Records supplied Start Marker

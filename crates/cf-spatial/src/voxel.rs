//! Voxel records of the distance tree arena.

use mesh_types::Aabb;
use nalgebra::Point3;

/// Child slot value meaning "no child here".
pub const NO_VOXEL: i32 = -1;

/// Maximum number of children a voxel can have (octree).
pub const MAX_CHILDREN: usize = 8;

/// Whether the tree subdivides all three axes or only `x` and `y`.
///
/// Planar problems keep every facet in the `z = 0` plane, so splitting `z`
/// only doubles the voxel count without separating anything.
#[derive(Debug, Clone, Copy, PartialEq, Eq, Default)]
#[cfg_attr(feature = "serde", derive(serde::Serialize, serde::Deserialize))]
pub enum Dimension {
    /// Octree: 8 children per split.
    #[default]
    Volume,
    /// Quadtree in `x`/`y`: 4 children per split, `z` range inherited.
    Planar,
}

impl Dimension {
    /// Number of children produced by one split.
    ///
    /// # Example
    ///
    /// ```
    /// use cf_spatial::Dimension;
    ///
    /// assert_eq!(Dimension::Volume.child_count(), 8);
    /// assert_eq!(Dimension::Planar.child_count(), 4);
    /// ```
    #[must_use]
    pub const fn child_count(self) -> usize {
        match self {
            Self::Volume => 8,
            Self::Planar => 4,
        }
    }
}

/// One node of the distance tree.
///
/// Voxels live in a flat arena and refer to each other by `i32` ids; the
/// root is id 0 and [`NO_VOXEL`] marks an absent child or the root's parent.
#[derive(Debug, Clone, Copy, PartialEq)]
pub struct Voxel {
    /// Region covered by this voxel. Contracted to its contents on finalize.
    pub extent: Aabb,
    /// Child ids, [`NO_VOXEL`] where absent.
    pub children: [i32; MAX_CHILDREN],
    /// Parent id, [`NO_VOXEL`] for the root.
    pub parent: i32,
    /// Depth below the root.
    pub depth: u32,
}

impl Voxel {
    /// The root voxel covering `extent`.
    #[must_use]
    pub const fn root(extent: Aabb) -> Self {
        Self {
            extent,
            children: [NO_VOXEL; MAX_CHILDREN],
            parent: NO_VOXEL,
            depth: 0,
        }
    }

    /// A fresh leaf below `parent`.
    #[must_use]
    pub const fn child(extent: Aabb, parent: i32, depth: u32) -> Self {
        Self {
            extent,
            children: [NO_VOXEL; MAX_CHILDREN],
            parent,
            depth,
        }
    }

    /// True when the voxel has no children.
    #[must_use]
    pub fn is_leaf(&self) -> bool {
        self.children.iter().all(|&c| c == NO_VOXEL)
    }

    /// Ids of the children that are present.
    pub fn child_ids(&self) -> impl Iterator<Item = usize> + '_ {
        self.children
            .iter()
            .filter_map(|&c| usize::try_from(c).ok())
    }
}

/// Extent of child `slot` of a voxel covering `parent`.
///
/// Slots follow the counter-clockwise order `0 = (lo, lo)`, `1 = (hi, lo)`,
/// `2 = (hi, hi)`, `3 = (lo, hi)` in `x`/`y`; slots `4..8` repeat it with the
/// upper half in `z`. In [`Dimension::Planar`] only slots `0..4` exist and
/// they span the full `z` range of the parent.
///
/// Siblings share their split planes exactly, so the children tile the
/// parent without gaps.
///
/// # Example
///
/// ```
/// use cf_spatial::{child_extent, Dimension};
/// use mesh_types::{Aabb, Point3};
///
/// let parent = Aabb::new(Point3::new(0.0, 0.0, 0.0), Point3::new(2.0, 2.0, 2.0));
/// let c = child_extent(&parent, 2, Dimension::Volume);
/// assert_eq!(c.min, Point3::new(1.0, 1.0, 0.0));
/// assert_eq!(c.max, Point3::new(2.0, 2.0, 1.0));
/// ```
#[must_use]
pub fn child_extent(parent: &Aabb, slot: usize, dimension: Dimension) -> Aabb {
    let mid = parent.center();
    let (lo, hi) = (parent.min, parent.max);

    let x_high = matches!(slot % 4, 1 | 2);
    let y_high = matches!(slot % 4, 2 | 3);
    let (x0, x1) = if x_high { (mid.x, hi.x) } else { (lo.x, mid.x) };
    let (y0, y1) = if y_high { (mid.y, hi.y) } else { (lo.y, mid.y) };
    let (z0, z1) = match dimension {
        Dimension::Planar => (lo.z, hi.z),
        Dimension::Volume if slot >= 4 => (mid.z, hi.z),
        Dimension::Volume => (lo.z, mid.z),
    };

    Aabb::new(Point3::new(x0, y0, z0), Point3::new(x1, y1, z1))
}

Records supplied End Marker

◆ Required work: Restate the records word for word, leaving nothing out.

◆ Solution:
filename crates/cf-spatial/src/voxel.rs
//! Voxel records of the distance tree arena.

use mesh_types::Aabb;
use nalgebra::Point3;

/// Child slot value meaning "no child here".
pub const NO_VOXEL: i32 = -1;

/// Maximum number of children a voxel can have (octree).
pub const MAX_CHILDREN: usize = 8;

/// Whether the tree subdivides all three axes or only `x` and `y`.
///
/// Planar problems keep every facet in the `z = 0` plane, so splitting `z`
/// only doubles the voxel count without separating anything.
#[derive(Debug, Clone, Copy, PartialEq, Eq, Default)]
#[cfg_attr(feature = "serde", derive(serde::Serialize, serde::Deserialize))]
pub enum Dimension {
    /// Octree: 8 children per split.
    #[default]
    Volume,
    /// Quadtree in `x`/`y`: 4 children per split, `z` range inherited.
    Planar,
}

impl Dimension {
    /// Number of children produced by one split.
    ///
    /// # Example
    ///
    /// ```
    /// use cf_spatial::Dimension;
    ///
    /// assert_eq!(Dimension::Volume.child_count(), 8);
    /// assert_eq!(Dimension::Planar.child_count(), 4);
    /// ```
    #[must_use]
    pub const fn child_count(self) -> usize {
        match self {
            Self::Volume => 8,
            Self::Planar => 4,
        }
    }
}

/// One node of the distance tree.
///
/// Voxels live in a flat arena and refer to each other by `i32` ids; the
/// root is id 0 and [`NO_VOXEL`] marks an absent child or the root's parent.
#[derive(Debug, Clone, Copy, PartialEq)]
pub struct Voxel {
    /// Region covered by this voxel. Contracted to its contents on finalize.
    pub extent: Aabb,
    /// Child ids, [`NO_VOXEL`] where absent.
    pub children: [i32; MAX_CHILDREN],
    /// Parent id, [`NO_VOXEL`] for the root.
    pub parent: i32,
    /// Depth below the root.
    pub depth: u32,
}

impl Voxel {
    /// The root voxel covering `extent`.
    #[must_use]
    pub const fn root(extent: Aabb) -> Self {
        Self {
            extent,
            children: [NO_VOXEL; MAX_CHILDREN],
            parent: NO_VOXEL,
            depth: 0,
        }
    }

    /// A fresh leaf below `parent`.
    #[must_use]
    pub const fn child(extent: Aabb, parent: i32, depth: u32) -> Self {
        Self {
            extent,
            children: [NO_VOXEL; MAX_CHILDREN],
            parent,
            depth,
        }
    }

    /// True when the voxel has no children.
    #[must_use]
    pub fn is_leaf(&self) -> bool {
        self.children.iter().all(|&c| c == NO_VOXEL)
    }

    /// Ids of the children that are present.
    pub fn child_ids(&self) -> impl Iterator<Item = usize> + '_ {
        self.children
            .iter()
            .filter_map(|&c| usize::try_from(c).ok())
    }
}

/// Extent of child `slot` of a voxel covering `parent`.
///
/// Slots follow the counter-clockwise order `0 = (lo, lo)`, `1 = (hi, lo)`,
/// `2 = (hi, hi)`, `3 = (lo, hi)` in `x`/`y`; slots `4..8` repeat it with the
/// upper half in `z`. In [`Dimension::Planar`] only slots `0..4` exist and
/// they span the full `z` range of the parent.
///
/// Siblings share their split planes exactly, so the children tile the
/// parent without gaps.
///
/// # Example
///
/// ```
/// use cf_spatial::{child_extent, Dimension};
/// use mesh_types::{Aabb, Point3};
///
/// let parent = Aabb::new(Point3::new(0.0, 0.0, 0.0), Point3::new(2.0, 2.0, 2.0));
/// let c = child_extent(&parent, 2, Dimension::Volume);
/// assert_eq!(c.min, Point3::new(1.0, 1.0, 0.0));
/// assert_eq!(c.max, Point3::new(2.0, 2.0, 1.0));
/// ```
#[must_use]
pub fn child_extent(parent: &Aabb, slot: usize, dimension: Dimension) -> Aabb {
    let mid = parent.center();
    let (lo, hi) = (parent.min, parent.max);

    let x_high = matches!(slot % 4, 1 | 2);
    let y_high = matches!(slot % 4, 2 | 3);
    let (x0, x1) = if x_high { (mid.x, hi.x) } else { (lo.x, mid.x) };
    let (y0, y1) = if y_high { (mid.y, hi.y) } else { (lo.y, mid.y) };
    let (z0, z1) = match dimension {
        Dimension::Planar => (lo.z, hi.z),
        Dimension::Volume if slot >= 4 => (mid.z, hi.z),
        Dimension::Volume => (lo.z, mid.z),
    };

    Aabb::new(Point3::new(x0, y0, z0), Point3::new(x1, y1, z1))
}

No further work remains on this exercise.